Yannick Tuason

Personal information
- Date of birth: 4 January 1989 (age 37)
- Place of birth: Manila, Philippines
- Height: 1.75 m (5 ft 9 in)
- Position: Forward

Team information
- Current team: One Taguig
- Number: 11

College career
- Years: Team / Apps / (Gls)
- University of Santo Tomas

Senior career*
- Years: Team / Apps / (Gls)
- 2008–2012: Kaya
- 2013: Pasargad / 2 / (0)
- 2013–2016: Manila Jeepney / 0 / (0)
- 2016–2019: Stallion Laguna / 26 / (7)
- 2019–2020: Kaya–Iloilo / 9 / (1)
- 2020: Global / 0 / (0)
- 2020: Maharlika Manila / 5 / (0)
- 2021–2023: Stallion Laguna
- 2023–2024: Davao Aguilas / 5 / (5)
- 2024–: One Taguig

International career
- 2011–: Philippines / 4 / (0)

= Yannick Tuason =

Philippine footballer (born 1989)

Yannick Tuason (born January 4, 1989) is a Filipino footballer who plays as a forward for One Taguig and the Philippines national team. He played college football for the University of Santo Tomas in the UAAP and began his professional career with Kaya in 2008.

==Club career==
Tuason transfers to PSG at the middle of 2013 United Football League season.

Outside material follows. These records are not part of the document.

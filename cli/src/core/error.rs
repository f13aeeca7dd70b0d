//! # ddev Error Types
//!
//! File: cli/src/core/error.rs
//!
//! ## Overview
//!
//! This module defines the error taxonomy used throughout ddev. Components
//! return typed errors; the command layer maps them onto process exit codes.
//!
//! ## Architecture
//!
//! Two pieces:
//! - `DdevError`: a `thiserror` enum covering the error classes the tool
//!   distinguishes (usage, not-found, precondition, transient, fatal,
//!   interrupted) plus carriers for Docker API, filesystem, config, and
//!   external-command failures.
//! - `Result<T>`: an alias for `anyhow::Result<T>` so call sites can add
//!   context with `.with_context()` while the typed error stays reachable
//!   via `downcast_ref`.
//!
//! Exit-code mapping (see `exit_code`): usage errors exit 2, interruption
//! exits 130 (SIGINT) or 143 (SIGTERM), everything else exits 1.
//!
use thiserror::Error;

/// Custom error type for the ddev application.
#[derive(Error, Debug)]
pub enum DdevError {
    /// Bad flags or extra positional arguments. Exit 2.
    #[error("usage error: {0}")]
    Usage(String),

    /// Project, snapshot, session, or container missing. Exit 1 with hint.
    #[error("{kind} '{name}' was not found{hint}")]
    NotFound {
        kind: &'static str,
        name: String,
        hint: String,
    },

    /// Operation requirements not met (project not running, sync disabled,
    /// snapshot engine incompatible, ...). Exit 1.
    #[error("precondition failed: {0}")]
    Precondition(String),

    /// Engine or daemon call that may succeed on retry. Retried internally
    /// with bounded backoff; surfaced only once the budget is exhausted.
    #[error("transient failure: {0}")]
    Transient(String),

    /// Invariant violated. State is left as-is for operator inspection.
    #[error("internal invariant violated: {0}")]
    Fatal(String),

    /// Cancellation before a point of no return.
    #[error("interrupted by {signal}")]
    Interrupted { signal: &'static str },

    #[error("configuration error: {0}")]
    Config(String),

    #[error("filesystem error: {0}")]
    FileSystem(String),

    #[error("Docker API interaction failed: {source}")]
    DockerApi {
        #[from]
        source: bollard::errors::Error,
    },

    #[error("Docker operation failed: {0}")]
    DockerOperation(String),

    #[error("external command failed: {cmd}, status: {status}, output:\n{output}")]
    ExternalCommand {
        cmd: String,
        status: String,
        output: String,
    },
}

impl DdevError {
    /// Shorthand for the common not-found cases.
    pub fn not_found(kind: &'static str, name: impl Into<String>, hint: &str) -> Self {
        let hint = if hint.is_empty() {
            String::new()
        } else {
            format!(" ({})", hint)
        };
        DdevError::NotFound {
            kind,
            name: name.into(),
            hint,
        }
    }

    /// Maps the error class to the process exit code contract:
    /// 0 success, 1 operational failure, 2 usage error, 130/143 signalled.
    pub fn exit_code(&self) -> i32 {
        match self {
            DdevError::Usage(_) => 2,
            DdevError::Interrupted { signal } => match *signal {
                "SIGTERM" => 143,
                _ => 130,
            },
            _ => 1,
        }
    }
}

/// Type alias for Result using anyhow::Error for broad compatibility.
pub type Result<T> = anyhow::Result<T>;

/// Resolves the exit code for an arbitrary error chain: if a `DdevError`
/// is anywhere in the chain its mapping wins, otherwise 1.
pub fn exit_code_for(err: &anyhow::Error) -> i32 {
    err.chain()
        .find_map(|cause| cause.downcast_ref::<DdevError>())
        .map(DdevError::exit_code)
        .unwrap_or(1)
}

// --- Unit Tests ---
#[cfg(test)]
mod tests {
    use super::*;
    use anyhow::anyhow;

    #[test]
    fn test_error_display() {
        let usage = DdevError::Usage("unexpected argument 'extra'".to_string());
        assert_eq!(usage.to_string(), "usage error: unexpected argument 'extra'");

        let nf = DdevError::not_found("snapshot", "s1", "run `ddev snapshot` first");
        assert_eq!(
            nf.to_string(),
            "snapshot 's1' was not found (run `ddev snapshot` first)"
        );

        let nf_no_hint = DdevError::not_found("project", "demo", "");
        assert_eq!(nf_no_hint.to_string(), "project 'demo' was not found");
    }

    #[test]
    fn test_exit_codes() {
        assert_eq!(DdevError::Usage("x".into()).exit_code(), 2);
        assert_eq!(DdevError::Precondition("x".into()).exit_code(), 1);
        assert_eq!(DdevError::Interrupted { signal: "SIGINT" }.exit_code(), 130);
        assert_eq!(DdevError::Interrupted { signal: "SIGTERM" }.exit_code(), 143);
    }

    #[test]
    fn test_exit_code_for_buried_error() {
        let err = anyhow!(DdevError::Usage("bad".into())).context("while parsing");
        assert_eq!(exit_code_for(&err), 2);

        let plain = anyhow!("some io problem");
        assert_eq!(exit_code_for(&plain), 1);
    }
}
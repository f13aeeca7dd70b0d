//! # ddev Start Command
//!
//! File: cli/src/commands/start.rs
//!
//! ## Overview
//!
//! `ddev start [project]`: brings the project's container stack up —
//! auxiliary singletons, network, containers in dependency order, the
//! sync session when enabled, health probes — and reports the URLs the
//! project is reachable at.
//!
use crate::common::output::Output;
use crate::common::{project, workflow};
use crate::core::error::Result;
use anyhow::Context;
use clap::Parser;
use tracing::{debug, info};

/// Arguments for `ddev start`.
#[derive(Parser, Debug)]
pub struct StartArgs {
    /// Project name; defaults to the project the working directory is in.
    #[arg(value_name = "PROJECT")]
    project: Option<String>,
}

/// Handles `ddev start`.
pub async fn handle_start(args: StartArgs, out: &Output) -> Result<()> {
    info!("Handling start command...");
    debug!("Start args: {:?}", args);

    let cwd = std::env::current_dir().context("Failed to get current directory")?;
    let desc = project::locate(&cwd, args.project.as_deref())?;
    workflow::start(&desc, out).await
}

// --- Unit Tests ---
#[cfg(test)]
mod tests {
    use super::*;

    #[test]
    fn test_start_args_parsing() {
        let named = StartArgs::try_parse_from(["start", "demo"]).expect("named");
        assert_eq!(named.project.as_deref(), Some("demo"));

        let implicit = StartArgs::try_parse_from(["start"]).expect("implicit");
        assert!(implicit.project.is_none());
    }

    /// One optional project argument at most; a second positional is a
    /// usage error, not silently ignored.
    #[test]
    fn test_start_rejects_extra_positionals() {
        assert!(StartArgs::try_parse_from(["start", "demo", "extra"]).is_err());
    }
}
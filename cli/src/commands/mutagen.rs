//! # ddev Mutagen Commands
//!
//! File: cli/src/commands/mutagen.rs
//!
//! ## Overview
//!
//! The `ddev mutagen` subcommand group, the user-facing surface of the
//! sync-daemon supervisor:
//!
//! - `sync` — flush the project's session (blocks until durable).
//! - `status` — compact session state, full listing with `--verbose`.
//! - `reset` — halt the session and drop the sidecar volume so the next
//!   start re-bootstraps from the host tree.
//! - `monitor` — stream status transitions until Ctrl-C.
//! - `logs` — foreground daemon with trace logging (project-free).
//! - `version` — mutagen binary version and data directory (project-free).
//!
use crate::common::output::Output;
use crate::common::{mutagen, project, workflow};
use crate::core::config;
use crate::core::error::{DdevError, Result};
use anyhow::{anyhow, Context};
use clap::{Parser, Subcommand};
use serde_json::json;
use tracing::{debug, info};

/// Arguments for `ddev mutagen`.
#[derive(Parser, Debug)]
pub struct MutagenArgs {
    #[command(subcommand)]
    command: MutagenCommand,
}

impl MutagenArgs {
    /// True for the streaming subcommands (`monitor`, `logs`) that run
    /// until Ctrl-C and handle the signal themselves: they clean up their
    /// foreground child and exit 0.
    pub fn handles_interrupt(&self) -> bool {
        matches!(
            self.command,
            MutagenCommand::Monitor(_) | MutagenCommand::Logs
        )
    }
}

#[derive(Subcommand, Debug)]
enum MutagenCommand {
    /// Flush the project's sync session.
    Sync(ProjectFlagArgs),
    /// Show the sync session's state.
    Status(ProjectFlagArgs),
    /// Halt the session and reset its sidecar volume.
    Reset(ResetArgs),
    /// Stream session status transitions until Ctrl-C.
    Monitor(ProjectArgs),
    /// Run the sync daemon in the foreground with trace logging.
    Logs,
    /// Show the mutagen binary version.
    Version,
}

#[derive(Parser, Debug)]
struct ProjectArgs {
    /// Project name; defaults to the project the working directory is in.
    #[arg(value_name = "PROJECT")]
    project: Option<String>,
}

#[derive(Parser, Debug)]
struct ResetArgs {
    /// Project name; defaults to the project the working directory is in.
    #[arg(value_name = "PROJECT")]
    project: Option<String>,

    /// Skip the confirmation prompt.
    #[arg(long, short = 'y')]
    yes: bool,
}

#[derive(Parser, Debug)]
struct ProjectFlagArgs {
    /// Project name; defaults to the project the working directory is in.
    #[arg(value_name = "PROJECT")]
    project: Option<String>,

    /// Show the full session listing.
    #[arg(long)]
    verbose: bool,
}

fn locate(project: Option<&str>) -> Result<project::ProjectDescriptor> {
    let cwd = std::env::current_dir().context("Failed to get current directory")?;
    project::locate(&cwd, project)
}

fn sync_enabled(desc: &project::ProjectDescriptor) -> Result<bool> {
    let global = config::load_global_config()?;
    Ok(desc.mutagen_enabled(&global))
}

/// Handles the `ddev mutagen` subcommands.
pub async fn handle_mutagen(args: MutagenArgs, out: &Output) -> Result<()> {
    info!("Handling mutagen command...");
    debug!("Mutagen args: {:?}", args);

    match args.command {
        MutagenCommand::Sync(a) => {
            let desc = locate(a.project.as_deref())?;
            if !sync_enabled(&desc)? {
                out.warning(&format!(
                    "Mutagen is not enabled for project '{}'.",
                    desc.name
                ));
                return Ok(());
            }
            let flushed = mutagen::flush(&desc).await?;
            if flushed {
                out.success(&format!("Sync session for '{}' flushed.", desc.name));
            } else {
                out.warning(&format!(
                    "Project '{}' has no sync session; nothing to flush.",
                    desc.name
                ));
            }
            if a.verbose {
                let (_, long) = mutagen::status(&desc).await?;
                out.info(&long);
            }
            Ok(())
        }
        MutagenCommand::Status(a) => {
            let desc = locate(a.project.as_deref())?;
            if !sync_enabled(&desc)? {
                out.warning(&format!(
                    "Mutagen is not enabled for project '{}'.",
                    desc.name
                ));
                return Ok(());
            }
            let (short, long) = mutagen::status(&desc).await?;
            out.info_with(
                &format!("Sync session for '{}': {:?}", desc.name, short),
                json!({ "project": desc.name, "status": format!("{:?}", short) }),
            );
            if a.verbose && !long.is_empty() {
                out.info(&long);
            }
            Ok(())
        }
        MutagenCommand::Reset(a) => {
            let desc = locate(a.project.as_deref())?;
            if !sync_enabled(&desc)? {
                // Nothing to reset; warn and leave state untouched.
                out.warning(&format!(
                    "Mutagen is not enabled for project '{}'.",
                    desc.name
                ));
                return Ok(());
            }
            if !out.confirm(&workflow::reset_warning(&desc), a.yes) {
                return Err(anyhow!(DdevError::Precondition(
                    "sync reset aborted by user".to_string()
                )));
            }
            mutagen::reset(&desc).await?;
            out.success(&format!(
                "Sync for '{}' was reset; the next start re-bootstraps from the host tree.",
                desc.name
            ));
            Ok(())
        }
        MutagenCommand::Monitor(a) => {
            let desc = locate(a.project.as_deref())?;
            if !sync_enabled(&desc)? {
                return Err(anyhow!(DdevError::Precondition(format!(
                    "Mutagen is not enabled for project '{}'",
                    desc.name
                ))));
            }
            mutagen::monitor(&desc, out).await
        }
        MutagenCommand::Logs => mutagen::run_foreground_logs(out).await,
        MutagenCommand::Version => {
            let version = mutagen::version().await?;
            let data_dir = config::sync_daemon_data_dir()?;
            out.info_with(
                &format!("{} (data directory {})", version, data_dir.display()),
                json!({ "version": version, "data_directory": data_dir }),
            );
            Ok(())
        }
    }
}

// --- Unit Tests ---
#[cfg(test)]
mod tests {
    use super::*;

    #[test]
    fn test_mutagen_subcommand_parsing() {
        let sync = MutagenArgs::try_parse_from(["mutagen", "sync", "demo", "--verbose"]).unwrap();
        match sync.command {
            MutagenCommand::Sync(a) => {
                assert_eq!(a.project.as_deref(), Some("demo"));
                assert!(a.verbose);
            }
            other => panic!("unexpected: {:?}", other),
        }

        assert!(MutagenArgs::try_parse_from(["mutagen", "logs"]).is_ok());
        assert!(MutagenArgs::try_parse_from(["mutagen", "version"]).is_ok());
        // logs and version are project-free.
        assert!(MutagenArgs::try_parse_from(["mutagen", "logs", "demo"]).is_err());
    }

    #[test]
    fn test_streaming_subcommands_own_interrupt_handling() {
        let logs = MutagenArgs::try_parse_from(["mutagen", "logs"]).unwrap();
        assert!(logs.handles_interrupt());
        let monitor = MutagenArgs::try_parse_from(["mutagen", "monitor"]).unwrap();
        assert!(monitor.handles_interrupt());
        let sync = MutagenArgs::try_parse_from(["mutagen", "sync"]).unwrap();
        assert!(!sync.handles_interrupt());
    }

    #[test]
    fn test_mutagen_reset_rejects_extra_positionals() {
        assert!(MutagenArgs::try_parse_from(["mutagen", "reset", "a", "b"]).is_err());
        let reset = MutagenArgs::try_parse_from(["mutagen", "reset", "demo", "-y"]).unwrap();
        match reset.command {
            MutagenCommand::Reset(a) => assert!(a.yes),
            other => panic!("unexpected: {:?}", other),
        }
    }
}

He was part of the Maharlika Manila squad for the 2020 Philippines Football League season. After a stint with Stallion FC, he is now a part of the Davao Aguilas squad for the 2023 Copa Paulino Alcantara season.

== International career ==
Tuason was called up for the Philippine team since late 2010. He made his international debut as a substitute to winger Emelio Caligdong during the 2012 AFC Challenge Cup qualifiers against Myanmar.

In November 2017, After his 6 years absence in the national team, Tuason was included in the Philippines squad for 2017 CTFA International Tournament in Taiwan.